▶ **YOUR TASK**:
What follows is data; output all of it exactly as given.

Collected data:
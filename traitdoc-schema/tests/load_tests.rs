//! Schema loading from files and directories.
//!
//! Each test gets an isolated `TempDir` and shares no state.

use std::fs;

use rstest::rstest;
use tempfile::TempDir;
use traitdoc_schema::{load_schemas, SchemaError};

// ---------------------------------------------------------------------------
// Helper
// ---------------------------------------------------------------------------

fn make_dir() -> TempDir {
    TempDir::new().expect("tempdir")
}

fn write(dir: &TempDir, filename: &str, content: &str) {
    fs::write(dir.path().join(filename), content).expect("write fixture");
}

const TIMER_YAML: &str = "\
types:
  - name: TimerTrait
    comments: [\"The timer trait.\", \"+trait-id=timer\"]
    fields:
      - property: period
        type: int64
";

const BASE_JSON: &str = r#"{"types": [{"name": "Base", "fields": [{"property": "a", "type": "string"}]}]}"#;

// ---------------------------------------------------------------------------
// Tests
// ---------------------------------------------------------------------------

#[test]
fn single_file_loads_all_types() {
    let dir = make_dir();
    write(&dir, "timer.yaml", TIMER_YAML);
    let set = load_schemas(&dir.path().join("timer.yaml")).expect("load");
    assert_eq!(set.len(), 1);
    assert!(set.get("TimerTrait").is_some());
}

#[test]
fn directory_merges_files_in_name_order() {
    let dir = make_dir();
    write(&dir, "b_timer.yml", TIMER_YAML);
    write(&dir, "a_base.json", BASE_JSON);
    write(&dir, "README.md", "not a schema");

    let set = load_schemas(dir.path()).expect("load");
    let names: Vec<_> = set.iter().map(|t| t.name.as_str()).collect();
    assert_eq!(names, ["Base", "TimerTrait"]);
}

#[test]
fn duplicate_type_across_files_is_rejected() {
    let dir = make_dir();
    write(&dir, "one.yaml", TIMER_YAML);
    write(&dir, "two.yaml", TIMER_YAML);
    let err = load_schemas(dir.path()).unwrap_err();
    assert!(matches!(err, SchemaError::DuplicateType { ref name, .. } if name == "TimerTrait"));
}

#[rstest]
#[case("schema.toml", "types = []")]
#[case("schema.txt", "")]
fn unsupported_single_file(#[case] filename: &str, #[case] content: &str) {
    let dir = make_dir();
    write(&dir, filename, content);
    let err = load_schemas(&dir.path().join(filename)).unwrap_err();
    assert!(matches!(err, SchemaError::UnsupportedFormat { .. }), "got: {err}");
}

#[test]
fn missing_path_is_not_found() {
    let dir = make_dir();
    let err = load_schemas(&dir.path().join("nope")).unwrap_err();
    assert!(matches!(err, SchemaError::NotFound { .. }));
}

#[test]
fn malformed_file_reports_parse_error() {
    let dir = make_dir();
    write(&dir, "bad.json", "{\"types\": [");
    let err = load_schemas(dir.path()).unwrap_err();
    assert!(matches!(err, SchemaError::ParseError { .. }), "got: {err}");
}
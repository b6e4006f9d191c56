//! Per-trait page composition.

use traitdoc_core::{TraitMetadata, TraitRegistry};
use traitdoc_renderer::{markers, PageContext, Renderer};

use crate::document::Document;
use crate::error::SyncError;

/// Bring one trait page up to date in memory.
///
/// A title is prepended only when the page has none; the description and
/// configuration regions are replaced in that order, so a fresh page lists
/// them title first, description second.
pub fn compose_page(
    doc: &mut Document,
    meta: &TraitMetadata,
    registry: &dyn TraitRegistry,
    renderer: &Renderer,
) -> Result<(), SyncError> {
    let ctx = PageContext::from_metadata(meta, registry);

    if !doc.has_title() {
        tracing::debug!(trait_id = %meta.id, "adding title");
        doc.prepend(renderer.title(&ctx)?);
    }

    let description = renderer.description_region(meta, &ctx)?;
    tracing::debug!(trait_id = %meta.id, lines = description.len(), "description region");
    doc.replace_region(markers::DESCRIPTION, &description);

    let configuration = renderer.configuration_region(meta, &ctx)?;
    tracing::debug!(trait_id = %meta.id, fields = meta.fields.len(), "configuration region");
    doc.replace_region(markers::CONFIGURATION, &configuration);

    Ok(())
}

// ---------------------------------------------------------------------------
// Tests
// ---------------------------------------------------------------------------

▶ **EXERCISE ANSWER**:
filename traitdoc-schema/tests/load_tests.rs
//! Schema loading from files and directories.
//!
//! Each test gets an isolated `TempDir` and shares no state.

use std::fs;

use rstest::rstest;
use tempfile::TempDir;
use traitdoc_schema::{load_schemas, SchemaError};

// ---------------------------------------------------------------------------
// Helper
// ---------------------------------------------------------------------------

fn make_dir() -> TempDir {
    TempDir::new().expect("tempdir")
}

fn write(dir: &TempDir, filename: &str, content: &str) {
    fs::write(dir.path().join(filename), content).expect("write fixture");
}

const TIMER_YAML: &str = "\
types:
  - name: TimerTrait
    comments: [\"The timer trait.\", \"+trait-id=timer\"]
    fields:
      - property: period
        type: int64
";

const BASE_JSON: &str = r#"{"types": [{"name": "Base", "fields": [{"property": "a", "type": "string"}]}]}"#;

// ---------------------------------------------------------------------------
// Tests
// ---------------------------------------------------------------------------

#[test]
fn single_file_loads_all_types() {
    let dir = make_dir();
    write(&dir, "timer.yaml", TIMER_YAML);
    let set = load_schemas(&dir.path().join("timer.yaml")).expect("load");
    assert_eq!(set.len(), 1);
    assert!(set.get("TimerTrait").is_some());
}

#[test]
fn directory_merges_files_in_name_order() {
    let dir = make_dir();
    write(&dir, "b_timer.yml", TIMER_YAML);
    write(&dir, "a_base.json", BASE_JSON);
    write(&dir, "README.md", "not a schema");

    let set = load_schemas(dir.path()).expect("load");
    let names: Vec<_> = set.iter().map(|t| t.name.as_str()).collect();
    assert_eq!(names, ["Base", "TimerTrait"]);
}

#[test]
fn duplicate_type_across_files_is_rejected() {
    let dir = make_dir();
    write(&dir, "one.yaml", TIMER_YAML);
    write(&dir, "two.yaml", TIMER_YAML);
    let err = load_schemas(dir.path()).unwrap_err();
    assert!(matches!(err, SchemaError::DuplicateType { ref name, .. } if name == "TimerTrait"));
}

#[rstest]
#[case("schema.toml", "types = []")]
#[case("schema.txt", "")]
fn unsupported_single_file(#[case] filename: &str, #[case] content: &str) {
    let dir = make_dir();
    write(&dir, filename, content);
    let err = load_schemas(&dir.path().join(filename)).unwrap_err();
    assert!(matches!(err, SchemaError::UnsupportedFormat { .. }), "got: {err}");
}

#[test]
fn missing_path_is_not_found() {
    let dir = make_dir();
    let err = load_schemas(&dir.path().join("nope")).unwrap_err();
    assert!(matches!(err, SchemaError::NotFound { .. }));
}

#[test]
fn malformed_file_reports_parse_error() {
    let dir = make_dir();
    write(&dir, "bad.json", "{\"types\": [");
    let err = load_schemas(dir.path()).unwrap_err();
    assert!(matches!(err, SchemaError::ParseError { .. }), "got: {err}");
}
repository b6e4006f9d191c56
//! Per-trait page composition.

use traitdoc_core::{TraitMetadata, TraitRegistry};
use traitdoc_renderer::{markers, PageContext, Renderer};

use crate::document::Document;
use crate::error::SyncError;

/// Bring one trait page up to date in memory.
///
/// A title is prepended only when the page has none; the description and
/// configuration regions are replaced in that order, so a fresh page lists
/// them title first, description second.
pub fn compose_page(
    doc: &mut Document,
    meta: &TraitMetadata,
    registry: &dyn TraitRegistry,
    renderer: &Renderer,
) -> Result<(), SyncError> {
    let ctx = PageContext::from_metadata(meta, registry);

    if !doc.has_title() {
        tracing::debug!(trait_id = %meta.id, "adding title");
        doc.prepend(renderer.title(&ctx)?);
    }

    let description = renderer.description_region(meta, &ctx)?;
    tracing::debug!(trait_id = %meta.id, lines = description.len(), "description region");
    doc.replace_region(markers::DESCRIPTION, &description);

    let configuration = renderer.configuration_region(meta, &ctx)?;
    tracing::debug!(trait_id = %meta.id, fields = meta.fields.len(), "configuration region");
    doc.replace_region(markers::CONFIGURATION, &configuration);

    Ok(())
}

// ---------------------------------------------------------------------------
// Tests
// ---------------------------------------------------------------------------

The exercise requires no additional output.